Von Memmingen bis Oberstdorf, von Weiler bis Füssen – beim jährlichen Zusteller-Ausflug der Allgäuer Zeitung trafen sich über 600 Menschen, die Nacht für Nacht im gesamten Allgäu die Zeitung austragen. Viele von ihnen stehen bereits seit Jahrzehnten mitten in der Nacht auf, damit andere schon beim Frühstück ihre Zeitung lesen können. Was sie auf ihren nächtlichen Touren dabei erleben, ist nicht alltäglich.
Von Hirschen, Kaffee und Verfolgungsjagden
Irene Keller zum Beispiel trägt seit über zehn Jahren in Grünenbach bei Weiler die Zeitung aus und sagt: „Ich lieb‘s. Ich mach‘s mit wachsender Begeisterung.“ Eine Stunde ist die 60-Jährige von 4.15 Uhr an unterwegs. Dabei gefällt ihr besonders die nächtliche Stimmung und „dass ich den Leuten einen Service bieten kann.“ Normalerweise fährt sie mit dem Fahrrad, aber als sie einmal mit dem Auto unterwegs war, hat sie einen Hirschwechsel beobachtet: „Da sind bestimmt 20 Stück vor mir auf der Straße im Kreis gestanden. Und dann sind die Tiere wieder im Unterholz verschwunden.“ Eine Nachteule und einen jungen Wolf habe sie auch schon auf ihrer Zeitungstour gesehen. Und obwohl sie schon viele Jahre unterwegs ist, „schlechtes Wetter hat's echt nur selten.“


Bei Marktoberdorf brachte der Milchfahrer den Zeitungslesern viele Jahre lang die Zeitung – das ging dann nicht mehr. Stattdessen hat Josef Hengge kurzerhand das Zeitungsaustragen übernommen: „Damit meine Tante, die in der Gegend wohnt, ihre Zeitung auch weiterhin morgens um halb acht beim Frühstücken lesen kann“, erklärt der 69-Jährige. Ihm gefällt das frühe Aufstehen: „Da hat man dann noch richtig was vom Tag.“ Wenn es sich ergibt, hilft er seinen Kunden auch mal beim Möbel rein- und raustragen oder er wird auf einen Kaffee eingeladen.

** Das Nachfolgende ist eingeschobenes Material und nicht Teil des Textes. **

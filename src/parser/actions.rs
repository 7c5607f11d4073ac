/*
    Semantic actions, run by the parser each time it recognizes a rule.

    Every action takes ownership of the values of its right-hand side and
    returns the node for its left-hand side, so a partially built tree is
    always owned by exactly one place.
*/

use log::{debug, error};

use super::lexer::Context;
use crate::ast::*;
use crate::compiler::CompilerState;

const INITIAL_SENTENCE_CAPACITY: usize = 8;

fn log_action(name: &str) {
    debug!("{}", name);
}

/// Stores the finished program. The analysis only succeeds when the scanner
/// ended back in its default context.
pub fn program(state: &mut CompilerState, sentences: SentenceArray, final_context: Context) {
    log_action("program");
    state.ast = Some(Program { sentences });

    if final_context == Context::Default {
        state.succeed = true;
    } else {
        error!(
            "The final context is not the default one: {}. \
             The input ends inside an unclosed construct.",
            final_context
        );
        state.succeed = false;
    }
}

pub fn sentence_array_new(sentence: Sentence) -> SentenceArray {
    log_action("sentence_array_new");
    let mut sentences = SentenceArray::new(INITIAL_SENTENCE_CAPACITY);
    sentences.push(sentence);
    sentences
}

pub fn sentence_array_push(mut sentences: SentenceArray, sentence: Sentence) -> SentenceArray {
    debug!("sentence_array_push: {}", sentence);
    sentences.push(sentence);
    sentences
}

pub fn grammar_definition_sentence(definition: GrammarDefinition) -> Sentence {
    log_action("grammar_definition_sentence");
    Sentence::GrammarDefinition(definition)
}

pub fn symbol_set_binding_sentence(binding: SymbolSetBinding) -> Sentence {
    log_action("symbol_set_binding_sentence");
    Sentence::SymbolSetBinding(binding)
}

pub fn production_set_binding_sentence(binding: ProductionSetBinding) -> Sentence {
    log_action("production_set_binding_sentence");
    Sentence::ProductionSetBinding(binding)
}

pub fn language_binding_sentence(binding: LanguageBinding) -> Sentence {
    log_action("language_binding_sentence");
    Sentence::LanguageBinding(binding)
}

pub fn grammar_definition(
    grammar: Id,
    terminals: Id,
    non_terminals: Id,
    productions: Id,
    initial_symbol: Id,
) -> GrammarDefinition {
    log_action("grammar_definition");
    GrammarDefinition {
        id: grammar,
        terminal_set_id: terminals,
        non_terminal_set_id: non_terminals,
        production_set_id: productions,
        initial_symbol_id: initial_symbol,
    }
}

pub fn symbol_set_binding(id: Id, symbols: SymbolSet) -> SymbolSetBinding {
    log_action("symbol_set_binding");
    SymbolSetBinding { id, symbols }
}

pub fn symbol_set_new(symbol: Symbol) -> SymbolSet {
    log_action("symbol_set_new");
    let mut symbols = SymbolSet::new();
    symbols.add(symbol);
    symbols
}

pub fn symbol_set_add(mut symbols: SymbolSet, symbol: Symbol) -> SymbolSet {
    debug!("symbol_set_add: {}", symbol);
    symbols.add(symbol);
    symbols
}

pub fn symbol_set_union(mut left: SymbolSet, right: SymbolSet) -> SymbolSet {
    log_action("symbol_set_union");
    left.union(right);
    left
}

pub fn production_set_binding(id: Id, productions: ProductionSet) -> ProductionSetBinding {
    log_action("production_set_binding");
    ProductionSetBinding { id, productions }
}

pub fn production_set_new(production: Production) -> ProductionSet {
    log_action("production_set_new");
    let mut productions = ProductionSet::new();
    productions.add(production);
    productions
}

/// Adds `production` to the set. When the set already has a production with
/// the same left-hand side, the right-hand sides are merged into the stored
/// one instead.
pub fn production_set_add(mut productions: ProductionSet, production: Production) -> ProductionSet {
    debug!("production_set_add: {}", production);
    match productions.find_mut(&production) {
        Some(existing) => existing.rhs.union(production.rhs),
        None => {
            productions.add(production);
        }
    }
    productions
}

// Goes through `production_set_add` so that productions sharing a
// left-hand side merge across the two sets
pub fn production_set_union(left: ProductionSet, right: ProductionSet) -> ProductionSet {
    log_action("production_set_union");
    right.into_iter().fold(left, production_set_add)
}

pub fn production(lhs: Symbol, rhs: ProductionRhsRuleSet) -> Production {
    log_action("production");
    Production { lhs, rhs }
}

pub fn rhs_rule_set_new(rule: ProductionRhsRule) -> ProductionRhsRuleSet {
    log_action("rhs_rule_set_new");
    let mut rules = ProductionRhsRuleSet::new();
    rules.add(rule);
    rules
}

pub fn rhs_rule_set_add(
    mut rules: ProductionRhsRuleSet,
    rule: ProductionRhsRule,
) -> ProductionRhsRuleSet {
    debug!("rhs_rule_set_add: {}", rule);
    rules.add(rule);
    rules
}

pub fn rhs_rule_symbol_symbol(left: Symbol, right: Symbol) -> ProductionRhsRule {
    log_action("rhs_rule_symbol_symbol");
    ProductionRhsRule::SymbolSymbol(left, right)
}

pub fn rhs_rule_symbol(symbol: Symbol) -> ProductionRhsRule {
    log_action("rhs_rule_symbol");
    ProductionRhsRule::Symbol(symbol)
}

pub fn rhs_rule_lambda() -> ProductionRhsRule {
    log_action("rhs_rule_lambda");
    ProductionRhsRule::Lambda
}

pub fn language(id: Id, kind: LanguageKind) -> Language {
    log_action("language");
    Language { id, kind }
}

pub fn simple_language_expression(language: Language) -> LanguageExpression {
    log_action("simple_language_expression");
    LanguageExpression::Language(language)
}

pub fn binary_language_expression(
    left: LanguageExpression,
    right: LanguageExpression,
    operator: BinaryOperator,
) -> LanguageExpression {
    debug!("binary_language_expression: {}", operator);
    LanguageExpression::binary(left, right, operator)
}

pub fn unary_language_expression(
    operand: LanguageExpression,
    operator: UnaryOperator,
) -> LanguageExpression {
    debug!("unary_language_expression: {}", operator);
    LanguageExpression::unary(operand, operator)
}

pub fn language_binding(id: Id, expression: LanguageExpression) -> LanguageBinding {
    log_action("language_binding");
    LanguageBinding { id, expression }
}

Das passiert Magnus Eierstock in Roßhaupten bei Füssen normalerweise nicht. Um 0.30 Uhr startet der 71-Jährige seine Tour. Bis dahin bleibt er wach. Um 2.30 Uhr ist er mit seiner Runde meist fertig, sagt er: „Da treffe ich am Wochenende dann die jungen Leute, die vom Feiern nach Hause kommen.“ Seit über 20 Jahren trägt er die Zeitung aus, wenn andere Zusteller ausfallen – er ist ein sogenannter Springer. Einmal habe ihn jemand auf seiner Runde mit dem Auto verfolgt: „Aber der hat da gewohnt und wollte noch schnell die tagesaktuelle Zeitung haben, bevor er in den Urlaub gefahren ist“, sagt Eierstock und lacht.

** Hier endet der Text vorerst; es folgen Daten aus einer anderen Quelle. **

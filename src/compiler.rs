/*
    Runs the front end over a source text: scanning, parsing, the sentence
    dump and finally the release of the tree.
*/

use std::fs;
use std::io;
use std::path::{Path, PathBuf};

use log::{debug, error, info};
use thiserror::Error;

use crate::ast::teardown::release_program;
use crate::ast::Program;
use crate::error_handling::*;
use crate::parser::lexer::Scanner;
use crate::parser::{self, SyntacticAnalysisStatus};

pub const STDIN_NAME: &str = "<stdin>";

/// What the semantic actions leave behind for the driver.
#[derive(Debug, Default)]
pub struct CompilerState {
    pub ast: Option<Program>,
    pub succeed: bool,
}

#[derive(Debug, Clone, Copy, PartialEq, Eq)]
pub struct Settings {
    // Whether whitespace and comments show up in the scanner log
    pub log_ignored_lexemes: bool,
}

impl Default for Settings {
    fn default() -> Self {
        Settings {
            log_ignored_lexemes: true,
        }
    }
}

#[derive(Debug, Clone, Copy, PartialEq, Eq)]
pub enum CompilationStatus {
    Succeed,
    Failed,
}

#[derive(Debug, Error)]
pub enum SourceErrorType {
    // There was an issue with reading the input
    #[error("File error: {0}")]
    FileError(#[from] io::Error),
}

impl ErrorType for SourceErrorType {}

impl PartialEq for SourceErrorType {
    fn eq(&self, other: &Self) -> bool {
        match (self, other) {
            (SourceErrorType::FileError(a), SourceErrorType::FileError(b)) => a.kind() == b.kind(),
        }
    }
}

pub type SourceError = Error<SourceErrorType>;

/// Reads the program from `file`, or from stdin when there is none. Returns
/// the name to report locations with, along with the source.
pub fn read_source(file: Option<&Path>) -> Result<(PathBuf, String), SourceError> {
    let (path, source) = match file {
        Some(path) => (path.to_path_buf(), fs::read_to_string(path)),
        None => (PathBuf::from(STDIN_NAME), io::read_to_string(io::stdin())),
    };

    match source {
        Ok(source) => Ok((path, source)),
        Err(e) => Err(SourceError::new(path, 0, SourceErrorType::FileError(e))),
    }
}

/// Scans and parses `source`, keeping the resulting state around.
pub fn analyze(
    source: &str,
    file: &Path,
    settings: &Settings,
) -> (SyntacticAnalysisStatus, CompilerState) {
    let mut state = CompilerState::default();
    let scanner = Scanner::new(source, settings.log_ignored_lexemes);
    let status = parser::parse(&mut state, scanner, file);
    return (status, state);
}

pub fn compile(source: &str, file: &Path, settings: &Settings) -> CompilationStatus {
    let (status, state) = analyze(source, file, settings);

    let compilation_status = match status {
        SyntacticAnalysisStatus::Accept => {
            if let Some(program) = &state.ast {
                info!("Program:");
                for (i, sentence) in program.sentences.iter().enumerate() {
                    info!("Sentence {}: {}", i, sentence);
                }
            }
            CompilationStatus::Succeed
        }
        SyntacticAnalysisStatus::Reject => {
            error!("The syntactic-analysis phase rejects the input program.");
            CompilationStatus::Failed
        }
    };

    // A rejected program may still have been built, it is released the same
    if let Some(program) = state.ast {
        debug!("Releasing AST resources...");
        let released = release_program(program);
        debug!("Released {:?}", released);
    }

    debug!("Compilation is done.");
    return compilation_status;
}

Von Hunden, Dachsen und Heimatgefühl
Wolfgang Karrer nutzt das Zeitungsaustragen vor allem als Konditionstraining. Von 5 bis 6 Uhr morgens bringt er den Zeitungslesern in Eck an der Günz bei Memmingen die Nachrichten des Tages – und das schon seit über zehn Jahren. Dabei habe er nicht nur freundliche Hunde getroffen und wurde einmal beinahe vom Auto überfahren: „Aber da ist nichts passiert“, sagt der 71-Jährige, der sonst viel in den Bergen unterwegs ist.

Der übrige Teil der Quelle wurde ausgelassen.